In 2000, there were 353 households, out of which 24.6% had children under the age of 18 living with them, 23.2% were married couples living together, 28.0% had a female householder with no husband present, and 44.8% were non-families. 40.8% of all households were made up of individuals, and 21.0% had someone living alone who was 65 years of age or older. The average household size was 2.36 and the average family size was 3.30.

In the town, the population was spread out, with 28.8% under the age of 18, 8.2% from 18 to 24, 19.5% from 25 to 44, 25.2% from 45 to 64, and 18.3% who were 65 years of age or older. The median age was 41 years. For every 100 females, there were 75.6 males. For every 100 females age 18 and over, there were 66.9 males.

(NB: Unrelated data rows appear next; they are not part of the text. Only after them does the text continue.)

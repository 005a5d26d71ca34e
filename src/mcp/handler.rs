//! MCP server handler, shared application state, and tool router.

use std::future::Future;
use std::sync::Arc;

use rmcp::handler::server::{
    tool::{ToolCallContext, ToolRoute, ToolRouter},
    ServerHandler,
};
use rmcp::model::{
    CallToolRequestParam, CallToolResult, ListToolsResult, PaginatedRequestParam,
    ServerCapabilities, ServerInfo, Tool,
};
use rmcp::service::{RequestContext, RoleServer};
use tokio::sync::Mutex;
use tracing::info_span;

use crate::config::GlobalConfig;
use crate::gdb::session::{ProcessSession, SessionSettings};
use crate::models::operation::{ArgSlot, Operation};
use crate::models::policy::AdmissionPolicy;
use crate::mcp::tools::{catalog, custom_command, list_commands, session_control};

/// The single debugger session, serialized behind an async mutex.
///
/// Holding the lock for the duration of a command is what guarantees at
/// most one command is ever in flight against the debugger.
pub type SharedSession = Arc<Mutex<ProcessSession>>;

/// Shared application state accessible by all MCP tool handlers.
pub struct AppState {
    /// Global configuration.
    pub config: Arc<GlobalConfig>,
    /// Admission policy for free-form and argument-bearing commands.
    pub policy: Arc<AdmissionPolicy>,
    /// The debugger session.
    pub session: SharedSession,
}

impl AppState {
    /// Build state from configuration with a disconnected session.
    #[must_use]
    pub fn new(config: GlobalConfig) -> Self {
        let policy = config.admission_policy();
        let session = ProcessSession::new(SessionSettings::from_config(&config));
        Self {
            config: Arc::new(config),
            policy: Arc::new(policy),
            session: Arc::new(Mutex::new(session)),
        }
    }
}

/// MCP server exposing pwndbg commands as tools.
pub struct PwndbgServer {
    state: Arc<AppState>,
}

impl PwndbgServer {
    /// Create a new MCP server bound to shared application state.
    #[must_use]
    pub fn new(state: Arc<AppState>) -> Self {
        Self { state }
    }

    /// Access the shared application state.
    #[must_use]
    pub fn state(&self) -> &Arc<AppState> {
        &self.state
    }

    fn tool_router() -> ToolRouter<Self> {
        let mut router = ToolRouter::new();

        for tool in Self::all_tools() {
            let name = tool.name.to_string();
            if let Some(op) = Operation::from_tool_name(&name) {
                router.add_route(ToolRoute::new_dyn(tool, move |context| {
                    Box::pin(catalog::handle(op, context))
                }));
                continue;
            }
            match name.as_str() {
                "check_pwndbg_connection" => {
                    router.add_route(ToolRoute::new_dyn(tool, |context| {
                        Box::pin(session_control::handle_check(context))
                    }));
                }
                "start_debug_session" => {
                    router.add_route(ToolRoute::new_dyn(tool, |context| {
                        Box::pin(session_control::handle_start(context))
                    }));
                }
                "stop_debug_session" => {
                    router.add_route(ToolRoute::new_dyn(tool, |context| {
                        Box::pin(session_control::handle_stop(context))
                    }));
                }
                "execute_custom_command" => {
                    router.add_route(ToolRoute::new_dyn(tool, |context| {
                        Box::pin(custom_command::handle(context))
                    }));
                }
                "list_available_commands" => {
                    router.add_route(ToolRoute::new_dyn(tool, |context| {
                        Box::pin(std::future::ready(list_commands::handle(&context)))
                    }));
                }
                _ => {
                    router.add_route(ToolRoute::new_dyn(tool, |_context| {
                        Box::pin(async {
                            Err(rmcp::ErrorData::internal_error(
                                "tool not implemented",
                                None,
                            ))
                        })
                    }));
                }
            }
        }

        router
    }

    /// Convert a `serde_json::Value::Object` into the `Arc<Map>` expected by `Tool`.
    fn schema(value: serde_json::Value) -> Arc<serde_json::Map<String, serde_json::Value>> {
        match value {
            serde_json::Value::Object(map) => Arc::new(map),
            _ => Arc::new(serde_json::Map::default()),
        }
    }

    /// Input schema for a catalog operation's argument slot.
    fn operation_schema(slot: ArgSlot) -> serde_json::Value {
        match slot {
            ArgSlot::None => serde_json::json!({ "type": "object", "properties": {} }),
            ArgSlot::Optional(name) => serde_json::json!({
                "type": "object",
                "properties": { name: { "type": "string", "default": "" } }
            }),
            ArgSlot::Required(name) => serde_json::json!({
                "type": "object",
                "properties": { name: { "type": "string" } },
                "required": [name]
            }),
        }
    }

    /// Every tool this server publishes: session control first, then the
    /// operation catalog.
    #[must_use]
    pub fn all_tools() -> Vec<Tool> {
        let mut tools = vec![
            Tool::new(
                "check_pwndbg_connection",
                "Check whether GDB and pwndbg are installed and whether a debug \
                 session is active.",
                Self::schema(serde_json::json!({ "type": "object", "properties": {} })),
            ),
            Tool::new(
                "start_debug_session",
                "Start a GDB debugging session, optionally loading a binary.",
                Self::schema(serde_json::json!({
                    "type": "object",
                    "properties": {
                        "binary_path": { "type": "string", "default": "" }
                    }
                })),
            ),
            Tool::new(
                "stop_debug_session",
                "Stop the active GDB debugging session.",
                Self::schema(serde_json::json!({ "type": "object", "properties": {} })),
            ),
            Tool::new(
                "execute_custom_command",
                "Run an allowlisted pwndbg/GDB command that no dedicated tool \
                 covers. The command is checked against the admission policy first.",
                Self::schema(serde_json::json!({
                    "type": "object",
                    "properties": {
                        "command": { "type": "string" }
                    },
                    "required": ["command"]
                })),
            ),
            Tool::new(
                "list_available_commands",
                "List every pwndbg/GDB command accepted by execute_custom_command.",
                Self::schema(serde_json::json!({ "type": "object", "properties": {} })),
            ),
        ];

        tools.extend(Operation::ALL.into_iter().map(|op| {
            let spec = op.spec();
            Tool::new(
                spec.tool,
                spec.description,
                Self::schema(Self::operation_schema(spec.argument)),
            )
        }));

        tools
    }
}

impl ServerHandler for PwndbgServer {
    fn get_info(&self) -> ServerInfo {
        let mut info = ServerInfo::default();
        info.capabilities = ServerCapabilities::builder().enable_tools().build();
        info.server_info.name = env!("CARGO_PKG_NAME").into();
        info.server_info.version = env!("CARGO_PKG_VERSION").into();
        info.instructions = Some(
            "Drives a pwndbg/GDB session. Call start_debug_session first, then use \
             the analysis tools; call stop_debug_session when done."
                .into(),
        );
        info
    }

    fn call_tool(
        &self,
        request: CallToolRequestParam,
        context: RequestContext<RoleServer>,
    ) -> impl Future<Output = Result<CallToolResult, rmcp::ErrorData>> + Send + '_ {
        let router = Self::tool_router();
        let _span = info_span!("call_tool", tool = %request.name).entered();

        async move {
            router
                .call(ToolCallContext::new(self, request, context))
                .await
        }
    }

    fn list_tools(
        &self,
        _request: Option<PaginatedRequestParam>,
        _context: RequestContext<RoleServer>,
    ) -> impl Future<Output = Result<ListToolsResult, rmcp::ErrorData>> + Send + '_ {
        let tools = Self::all_tools();

        std::future::ready(Ok(ListToolsResult::with_all_items(tools)))
    }
}
//! Debugger session: owns the child process and its pipes.
//!
//! Exactly one session value exists per server; it is shared behind a
//! mutex so status transitions are never observed interleaved and only
//! one command is ever in flight.

use std::path::{Path, PathBuf};
use std::time::Duration;

use tokio::process::Child;
use tracing::{info, info_span, warn, Instrument};

use crate::config::GlobalConfig;
use crate::gdb::framer::OutputFramer;
use crate::gdb::spawner::{spawn_debugger, DebuggerProcess, SpawnConfig};
use crate::models::framed::{Boundary, FramedResult};
use crate::models::session::SessionStatus;
use crate::SessionError;

/// Grace period between SIGTERM and a hard kill.
const TERMINATE_GRACE: Duration = Duration::from_secs(1);

/// Settings that shape how a session is spawned and framed.
#[derive(Debug, Clone)]
pub struct SessionSettings {
    /// Debugger executable.
    pub debugger: String,
    /// Arguments placed before the fixed startup flags.
    pub debugger_args: Vec<String>,
    /// Prompt sentinel.
    pub prompt: String,
    /// Startup absorption budget.
    pub startup_timeout: Duration,
    /// Per-command framing budget.
    pub command_timeout: Duration,
    /// Line limit per command.
    pub max_output_lines: usize,
}

impl SessionSettings {
    /// Derive session settings from the global configuration.
    #[must_use]
    pub fn from_config(config: &GlobalConfig) -> Self {
        Self {
            debugger: config.debugger.clone(),
            debugger_args: config.debugger_args.clone(),
            prompt: config.prompt.clone(),
            startup_timeout: config.startup_timeout(),
            command_timeout: config.command_timeout(),
            max_output_lines: config.limits.max_output_lines,
        }
    }
}

/// The single binding between this server and one running debugger.
#[derive(Debug)]
pub struct ProcessSession {
    settings: SessionSettings,
    status: SessionStatus,
    process: Option<DebuggerProcess>,
    target: Option<PathBuf>,
}

impl ProcessSession {
    /// Create a disconnected session.
    #[must_use]
    pub fn new(settings: SessionSettings) -> Self {
        Self {
            settings,
            status: SessionStatus::Disconnected,
            process: None,
            target: None,
        }
    }

    /// Current lifecycle status.
    #[must_use]
    pub fn status(&self) -> SessionStatus {
        self.status
    }

    /// Whether commands may be issued.
    #[must_use]
    pub fn is_ready(&self) -> bool {
        self.status == SessionStatus::Ready
    }

    /// Binary loaded by the active session, if any.
    #[must_use]
    pub fn target(&self) -> Option<&Path> {
        self.target.as_deref()
    }

    /// OS process id of the live debugger, if any.
    #[must_use]
    pub fn pid(&self) -> Option<u32> {
        self.process.as_ref().and_then(|process| process.child.id())
    }

    /// Framer configured for command output.
    #[must_use]
    pub fn framer(&self) -> OutputFramer {
        OutputFramer::new(self.settings.prompt.clone(), self.settings.max_output_lines)
    }

    /// Spawn the debugger and absorb its banner up to the first prompt.
    ///
    /// A missing prompt at the end of the startup budget is not fatal as
    /// long as the child is still alive.
    ///
    /// # Errors
    ///
    /// - `SessionError::AlreadyActive`: a session is not `Disconnected`;
    ///   nothing is spawned.
    /// - `SessionError::TargetNotFound`: `target` does not exist; nothing
    ///   is spawned.
    /// - `SessionError::Transport`: the process could not be spawned.
    /// - `SessionError::ProcessDied`: the debugger exited during startup.
    pub async fn start(&mut self, target: Option<&Path>) -> Result<(), SessionError> {
        if self.status != SessionStatus::Disconnected {
            return Err(SessionError::AlreadyActive);
        }
        if let Some(path) = target {
            if !path.exists() {
                return Err(SessionError::TargetNotFound(path.to_path_buf()));
            }
        }

        let span = info_span!("session_start", binary = ?target);
        async move {
            self.transition(SessionStatus::Starting);

            let spawn_config = SpawnConfig {
                debugger: self.settings.debugger.clone(),
                debugger_args: self.settings.debugger_args.clone(),
                target: target.map(Path::to_path_buf),
            };
            let mut process = match spawn_debugger(&spawn_config) {
                Ok(process) => process,
                Err(err) => {
                    self.transition(SessionStatus::Disconnected);
                    return Err(err);
                }
            };

            let framer = OutputFramer::startup(self.settings.prompt.clone());
            let stream_closed = match framer
                .read_until_boundary(&mut process.output, self.settings.startup_timeout)
                .await
            {
                Ok(banner) => {
                    if banner.boundary != Boundary::Prompt {
                        warn!(
                            boundary = ?banner.boundary,
                            "prompt not seen during startup"
                        );
                    }
                    banner.boundary == Boundary::EndOfStream
                }
                Err(err) => {
                    warn!(%err, "failed to read startup banner");
                    true
                }
            };

            if stream_closed || has_exited(&mut process.child) {
                terminate(process).await;
                self.transition(SessionStatus::Disconnected);
                return Err(SessionError::ProcessDied);
            }

            self.process = Some(process);
            self.target = target.map(Path::to_path_buf);
            self.transition(SessionStatus::Ready);
            info!(pid = self.pid(), "debugger session ready");
            Ok(())
        }
        .instrument(span)
        .await
    }

    /// Terminate the debugger and release the handle.
    ///
    /// Termination failures are logged and swallowed; the session always
    /// ends `Disconnected`.
    ///
    /// # Errors
    ///
    /// Returns `SessionError::NotActive` if no session exists.
    pub async fn stop(&mut self) -> Result<(), SessionError> {
        if self.status == SessionStatus::Disconnected {
            return Err(SessionError::NotActive);
        }

        self.transition(SessionStatus::Terminating);
        if let Some(process) = self.process.take() {
            terminate(process).await;
        }
        self.target = None;
        self.transition(SessionStatus::Disconnected);
        info!("debugger session stopped");
        Ok(())
    }

    /// Execute `command` with the configured command budget.
    ///
    /// # Errors
    ///
    /// See [`OutputFramer::execute`].
    pub async fn execute(&mut self, command: &str) -> Result<FramedResult, SessionError> {
        let framer = self.framer();
        let budget = self.settings.command_timeout;
        framer.execute(self, command, budget).await
    }

    /// Reset to `Disconnected` if the child has already exited.
    ///
    /// Returns `true` when an exit was detected.
    pub fn reap_if_exited(&mut self) -> bool {
        let Some(process) = self.process.as_mut() else {
            return false;
        };
        if !has_exited(&mut process.child) {
            return false;
        }
        warn!("debugger process exited unexpectedly");
        self.process = None;
        self.target = None;
        self.transition(SessionStatus::Disconnected);
        true
    }

    /// Tear down after the output stream closed or a pipe faulted.
    pub(crate) async fn mark_lost(&mut self) {
        warn!("debugger stream lost; tearing down session");
        if let Some(process) = self.process.take() {
            terminate(process).await;
        }
        self.target = None;
        if self.status != SessionStatus::Disconnected {
            self.transition(SessionStatus::Disconnected);
        }
    }

    /// Mutable access to the live pipes, for the framer only.
    pub(crate) fn process_mut(&mut self) -> Option<&mut DebuggerProcess> {
        self.process.as_mut()
    }

    fn transition(&mut self, next: SessionStatus) {
        if !self.status.can_transition_to(next) {
            warn!(from = %self.status, to = %next, "unexpected session transition");
        }
        info!(from = %self.status, to = %next, "session status changed");
        self.status = next;
    }
}

/// Non-blocking exit check; a failed check counts as still running.
fn has_exited(child: &mut Child) -> bool {
    match child.try_wait() {
        Ok(Some(status)) => {
            info!(?status, "debugger process has exited");
            true
        }
        Ok(None) => false,
        Err(err) => {
            warn!(%err, "failed to poll debugger process status");
            false
        }
    }
}

/// Ask the debugger to exit, escalating to a kill after a grace period.
/// Every failure is logged and swallowed.
async fn terminate(process: DebuggerProcess) {
    let DebuggerProcess {
        mut child,
        stdin,
        output,
    } = process;
    drop(stdin);
    drop(output);

    if let Some(pid) = child.id() {
        request_termination(pid);
    }

    match tokio::time::timeout(TERMINATE_GRACE, child.wait()).await {
        Ok(Ok(status)) => info!(?status, "debugger terminated"),
        Ok(Err(err)) => warn!(%err, "error waiting for debugger exit"),
        Err(_elapsed) => {
            warn!("debugger ignored SIGTERM; killing");
            if let Err(err) = child.kill().await {
                warn!(%err, "failed to kill debugger process");
            }
        }
    }
}

#[cfg(unix)]
fn request_termination(pid: u32) {
    use nix::sys::signal::{kill, Signal};
    use nix::unistd::Pid;

    let Ok(raw) = i32::try_from(pid) else {
        warn!(pid, "pid out of range for SIGTERM");
        return;
    };
    if let Err(err) = kill(Pid::from_raw(raw), Signal::SIGTERM) {
        warn!(pid, %err, "failed to send SIGTERM to debugger");
    }
}

#[cfg(not(unix))]
fn request_termination(_pid: u32) {}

The median income for a household in the town was $10,250, and the median income for a family was $15,179. Males had a median income of $21,250 versus $14,792 for females. The per capita income for the town was $9,523. About 44.5% of families and 51.1% of the population were below the poverty line, including 57.8% of those under age 18 and 57.6% of those age 65 or over.

==Notable people==
- Franklin O. Adams, architect; born in Waterproof.
- Sharon Renee Brown, Miss Louisiana USA 1961, Miss USA 1961 and Miss Waterproof in 1961
- Claire Chennault (1893–1958), career officer and member of Flying Tigers
- Charles C. Cordill, planter and politician living near Waterproof; Louisiana state senator from 1884 to 1912.
- John Henry Johnson, professional football player
- Samuel W. Martien, cotton planter and politician, member of Louisiana House of Representatives from 1906 to 1920.
- J. C. Seaman, state representative from 1944 to 1964; born in Waterproof.
- Matthew Walker Sr., one of the first African Americans to become a Fellow of the American College of Surgeons.
- Johnny Weekly, professional baseball player; born in Waterproof.